EXERCISE DESCRIPTION:
For the records that follow, give the number of lines containing the word "super", with no added text.

•••••

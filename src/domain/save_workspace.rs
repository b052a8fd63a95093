use std::sync::Arc;

use crate::repository::{
    errors::{FindError, InsertError, UpdateError},
    workspace::Repository,
};

use super::entities::Workspace;

pub struct Request {
    pub team_id: String,
    pub access_token: String,
    pub bot_user_id: Option<String>,
}

impl From<Request> for Workspace {
    fn from(value: Request) -> Self {
        Self {
            team_id: value.team_id,
            access_token: value.access_token,
            bot_user_id: value.bot_user_id,
        }
    }
}

#[derive(Debug, PartialEq)]
pub enum Error {
    Conflict,
    Unknown,
}

impl From<InsertError> for Error {
    fn from(value: InsertError) -> Self {
        match value {
            InsertError::Conflict => Error::Conflict,
            InsertError::Unknown => Error::Unknown,
        }
    }
}

impl From<UpdateError> for Error {
    fn from(value: UpdateError) -> Self {
        match value {
            UpdateError::NotFound | UpdateError::Unknown => Error::Unknown,
        }
    }
}

/// Inserts the workspace or replaces the token of an existing installation.
pub async fn execute(repo: Arc<dyn Repository>, req: Request) -> Result<Workspace, Error> {
    let result = match repo.find_by_team(req.team_id.clone()).await {
        Ok(..) => repo.update(req.into()).await?,
        Err(FindError::NotFound) => repo.insert(req.into()).await?,
        Err(FindError::Unknown) => return Err(Error::Unknown),
    };

    Ok(result)
}
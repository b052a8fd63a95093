pub mod config;
pub mod domain;
pub mod repository;
pub mod slack;
pub mod views;
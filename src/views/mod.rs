pub mod digest;
pub mod entities;
pub mod locale;
pub mod modal;
pub mod share_message;
pub mod short_id;

pub use digest::{build_incoming_links_digest, build_outgoing_links_digest};
pub use entities::{MessageView, ModalView};
pub use locale::Locale;
pub use modal::{build_initial_modal, build_updated_modal};
pub use share_message::{build_share_message, ShareMessageView};

#[derive(Debug, PartialEq)]
pub enum Error {
    RenderTemplate,
}
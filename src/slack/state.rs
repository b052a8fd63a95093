use super::service::Service;

pub struct AppState {
    pub service: Service,
    pub signing_secret: Option<String>,
}
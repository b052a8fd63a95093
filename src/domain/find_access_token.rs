use std::sync::Arc;

use crate::repository::{errors::FindError, workspace::Repository};

pub struct Request {
    pub team_id: String,
}

#[derive(Debug, PartialEq)]
pub enum Error {
    NotInstalled,
    Unknown,
}

impl From<FindError> for Error {
    fn from(value: FindError) -> Self {
        match value {
            FindError::NotFound => Error::NotInstalled,
            FindError::Unknown => Error::Unknown,
        }
    }
}

pub async fn execute(repo: Arc<dyn Repository>, req: Request) -> Result<String, Error> {
    Ok(repo.find_by_team(req.team_id).await?.access_token)
}

#[cfg(test)]
mod tests {
    use super::*;
    use crate::domain::mocks;
    use crate::repository::workspace::InMemoryRepository;

    #[tokio::test]
    async fn it_should_return_the_token_of_the_installed_workspace() {
        let repo = Arc::new(InMemoryRepository::new());
        repo.insert(mocks::mock_workspace()).await.unwrap();

        let result = execute(
            repo,
            Request {
                team_id: mocks::TEAM_ID.to_string(),
            },
        )
        .await;

        assert_eq!(result, Ok("xoxb-workspace".to_string()));
    }

    #[tokio::test]
    async fn it_should_return_not_installed_for_unknown_teams() {
        let repo = Arc::new(InMemoryRepository::new());

        let result = execute(
            repo,
            Request {
                team_id: "unknown".to_string(),
            },
        )
        .await;

        assert_eq!(result, Err(Error::NotInstalled));
    }
}
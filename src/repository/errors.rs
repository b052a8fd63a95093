#[derive(Debug, PartialEq)]
pub enum FindError {
    NotFound,
    Unknown,
}

impl From<mongodb::error::Error> for FindError {
    fn from(value: mongodb::error::Error) -> Self {
        log::error!("occurred an error in mongodb: {}", value);
        Self::Unknown
    }
}

#[derive(Debug, PartialEq)]
pub enum FindAllError {
    Unknown,
}

impl From<mongodb::error::Error> for FindAllError {
    fn from(value: mongodb::error::Error) -> Self {
        log::error!("occurred an error in mongodb: {}", value);
        Self::Unknown
    }
}

#[derive(Debug, PartialEq)]
pub enum InsertError {
    Conflict,
    Unknown,
}

impl From<mongodb::error::Error> for InsertError {
    fn from(value: mongodb::error::Error) -> Self {
        log::error!("occurred an error in mongodb: {}", value);
        Self::Unknown
    }
}

impl From<bson::ser::Error> for InsertError {
    fn from(value: bson::ser::Error) -> Self {
        log::error!("could not encode mongodb document: {}", value);
        Self::Unknown
    }
}

#[derive(Debug, PartialEq)]
pub enum UpdateError {
    NotFound,
    Unknown,
}

impl From<mongodb::error::Error> for UpdateError {
    fn from(value: mongodb::error::Error) -> Self {
        log::error!("occurred an error in mongodb: {}", value);
        Self::Unknown
    }
}

impl From<bson::ser::Error> for UpdateError {
    fn from(value: bson::ser::Error) -> Self {
        log::error!("could not encode mongodb document: {}", value);
        Self::Unknown
    }
}

#[derive(Debug, PartialEq)]
pub enum CountError {
    Unknown,
}

impl From<mongodb::error::Error> for CountError {
    fn from(value: mongodb::error::Error) -> Self {
        log::error!("occurred an error in mongodb: {}", value);
        Self::Unknown
    }
}
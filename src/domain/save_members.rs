use std::sync::Arc;

use itertools::Itertools;

use crate::domain::entities::User;
use crate::repository::{errors::InsertError, link::Repository};

pub struct Request {
    pub team_id: String,
    pub slack_user_ids: Vec<String>,
}

#[derive(Debug, PartialEq)]
pub struct Response {
    pub saved: usize,
}

#[derive(Debug, PartialEq)]
pub enum Error {
    Unknown,
}

impl From<InsertError> for Error {
    fn from(value: InsertError) -> Self {
        match value {
            InsertError::Conflict | InsertError::Unknown => Error::Unknown,
        }
    }
}

pub async fn execute(repo: Arc<dyn Repository>, req: Request) -> Result<Response, Error> {
    let users: Vec<User> = req
        .slack_user_ids
        .into_iter()
        .unique()
        .map(|id| User::new(id, req.team_id.clone()))
        .collect();

    let saved = repo.upsert_users(users).await?;
    Ok(Response { saved })
}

•••••

REPLY:
3